それと同時進行で、「Rinker」でつくったリンクから売上が発生すればいけるとする説を確かめるため、成果が発生しやすい記事の1つに、楽天メイン(だけ)でつくったリンクを設置。

さらに、Amazon公式でつくったリンクが「Rinker」経由で使用されればいけるという説も確かめるため、こちらも成果が発生しやすい記事の1つに、以下のように楽天メインでつくり、「Rinker」の「Amazon商品詳細URL」に公式のテキストリンクを挿入したリンクを設置!

RinkerのAmazon公式リンクを入れる場所

純正のAmazonリンクも確かめる必要はありましたが、公式リンクだけを別に設置するのはデザイン的にも少しむずかしく、「公式リンク × Rinker」でもいけないこともないような気がしたので、ひとまず純正リンクの検証はステイすることに。

これで、どうなるかを確かめることにしました。

まさかの実験開始1日後に検証結果は出た

「パピヨン実験」の開始から数時間後の日付が変わった深夜12時。なにか動きがあればこの時間に確認できるはずなので、私は「Rinker」の商品情報取得画面で、ためしにAmazonから検索をかけてみることにしました。

すると……

Amazonの商品を検索できたRinkerの画面

なんと、ふつうにできていたのです。

Amazonアソシエイトの管理画面からなにが起きたのかを確認すると、楽天メイン(だけ)でつくったリンクからの成果の発生(ほぼ確実)を確認。つまり3つ目の説の、「Rinker経由で売上が発生すればOK説」で「PA-API」の使用が解禁されたということがこの実験で判明しました。
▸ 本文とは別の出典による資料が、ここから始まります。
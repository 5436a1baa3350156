//! External blog intake endpoint.
//!
//! Accepts either a JSON body or `multipart/form-data` with the same text
//! fields plus an optional `image` file part.

use axum::{
    extract::{Extension, FromRequest, Multipart, Request},
    http::{header::CONTENT_TYPE, StatusCode},
    Json,
};

use crate::domains::content::activities::{
    create_external_post, ExternalPostInput, ImageUpload, MAX_IMAGE_BYTES,
};
use crate::domains::content::BlogPost;
use crate::server::app::AppState;
use crate::server::error::{ApiError, ApiResult};
use crate::server::middleware::{BlogApiKey, ClientIp};

/// POST /api/blog-posts
pub async fn create_blog_post_handler(
    Extension(state): Extension<AppState>,
    _key: BlogApiKey,
    client_ip: Option<Extension<ClientIp>>,
    request: Request,
) -> ApiResult<(StatusCode, Json<BlogPost>)> {
    let is_multipart = request
        .headers()
        .get(CONTENT_TYPE)
        .and_then(|v| v.to_str().ok())
        .map(|ct| ct.starts_with("multipart/form-data"))
        .unwrap_or(false);

    let (input, image) = if is_multipart {
        let multipart = Multipart::from_request(request, &())
            .await
            .map_err(|e| ApiError::BadRequest(e.body_text()))?;
        read_multipart(multipart).await?
    } else {
        let Json(input) = Json::<ExternalPostInput>::from_request(request, &())
            .await
            .map_err(|e| ApiError::BadRequest(e.body_text()))?;
        (input, None)
    };

    tracing::info!(
        client_ip = ?client_ip.map(|Extension(ClientIp(ip))| ip),
        has_image = image.is_some(),
        "External blog post received"
    );

    let post = create_external_post(
        input,
        image,
        state.deps.image_store.as_deref(),
        &state.deps.db_pool,
    )
    .await?;

    Ok((StatusCode::CREATED, Json(post)))
}

async fn read_multipart(
    mut multipart: Multipart,
) -> ApiResult<(ExternalPostInput, Option<ImageUpload>)> {
    let mut input = ExternalPostInput::default();
    let mut image = None;

    while let Some(field) = multipart
        .next_field()
        .await
        .map_err(|e| ApiError::BadRequest(e.body_text()))?
    {
        let name = field.name().unwrap_or_default().to_string();
        if name == "image" {
            let file_name = field.file_name().map(String::from);
            let content_type = field.content_type().map(String::from);
            let bytes = field
                .bytes()
                .await
                .map_err(|e| ApiError::BadRequest(e.body_text()))?;
            if bytes.len() > MAX_IMAGE_BYTES {
                return Err(ApiError::PayloadTooLarge(format!(
                    "Image exceeds the {} MiB limit",
                    MAX_IMAGE_BYTES / (1024 * 1024)
                )));
            }
            image = Some(ImageUpload {
                file_name,
                content_type,
                bytes: bytes.to_vec(),
            });
            continue;
        }

        let value = field
            .text()
            .await
            .map_err(|e| ApiError::BadRequest(e.body_text()))?;
        match name.as_str() {
            "title" => input.title = value,
            "body" => input.body = value,
            "excerpt" => input.excerpt = Some(value),
            "slug" => input.slug = Some(value),
            "cover_image_url" => input.cover_image_url = Some(value),
            "status" if !value.trim().is_empty() => {
                input.status = Some(
                    value
                        .parse()
                        .map_err(|e: anyhow::Error| ApiError::BadRequest(e.to_string()))?,
                );
            }
            _ => tracing::debug!(field = %name, "Ignoring unknown form field"),
        }
    }

    Ok((input, image))
}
深夜の時間帯では詳しいデータを見ることができなかったため、昼ごろまで待ってもう一度レポート画面を確認すると、「リンクタイプレポート」に「PA-API」という欄が出現し、クリック数などのカウントも確認。

しかし、こちらはクリックだけで注文はなかったので、そのことから考えるに、「Rinker」にAmazon公式でつくったものを手動で挿入したリンクも、「PA-API」としてカウントされていたのではないかとも思われました。

実験はパピヨンのごときスピード感で終了してしまったので、よくわからない部分も多い結果となってしまいましたが、ひとまず私の場合は、実績のない新規のアカウントでも、純正リンクを使用して実績を重ねる必要はなく、Rinker経由での売上でいけた、ということになりました。

同じようなことでお困りの方は、いったん楽天メインでつくった「Rinker」のリンクをいくつか設置しておくか、手動でAmazonのリンクを挿入したものを設置しておけば、もしかするといけるかもしれません。

今回のまとめ

・新規で「Rinker」を使用する場合はAmazon商品検索が使えない
・「PA-API」を利用するためには1件(5円)以上の売上実績が必要
・楽天メインのリンクから成果が発生すればいけるのかもしれない

今回の実験とヘルプなどからの推測で、「PA-API」は一度取得すればアカウントに自動でひもづけられている可能性があるように思われ、さらに「Rinker」では直接「PA-API」の情報も入力しているので、そういったこともあって機能が解放されるのが早かったのではないか、という結論に私はひとまず達しました。

もう少し実験が長く続けば、「PA-API」の自動ひもづけや、ほかの説まで確かめることもできたかもしれませんし、場合によっては、純正リンクからの実績うんぬんという謎も解き明かせたかもしれません。

しかし、実験は一発勝負(Amazon検索が使えるようになったら終了)と最初から決めていたので(リンクの張り替え作業が控えていたため)、若干の心残りはありますが、今回はこれで実験終了としたいと思います。

いろんな説や意見があるように、おそらくこういった利用条件というのは、時期であったり、サイトごとによって話も変わってくる可能性があり、どれが正しいのか、どれが違うのか、ということは一概にはいえないように思います。

あくまでも人の意見は参考程度に、やはり自身で確かめていくしかないということでしょう。お役に立てれば幸いですが、当記事の内容もあくまでもということで、ご参考にしていただければと思います。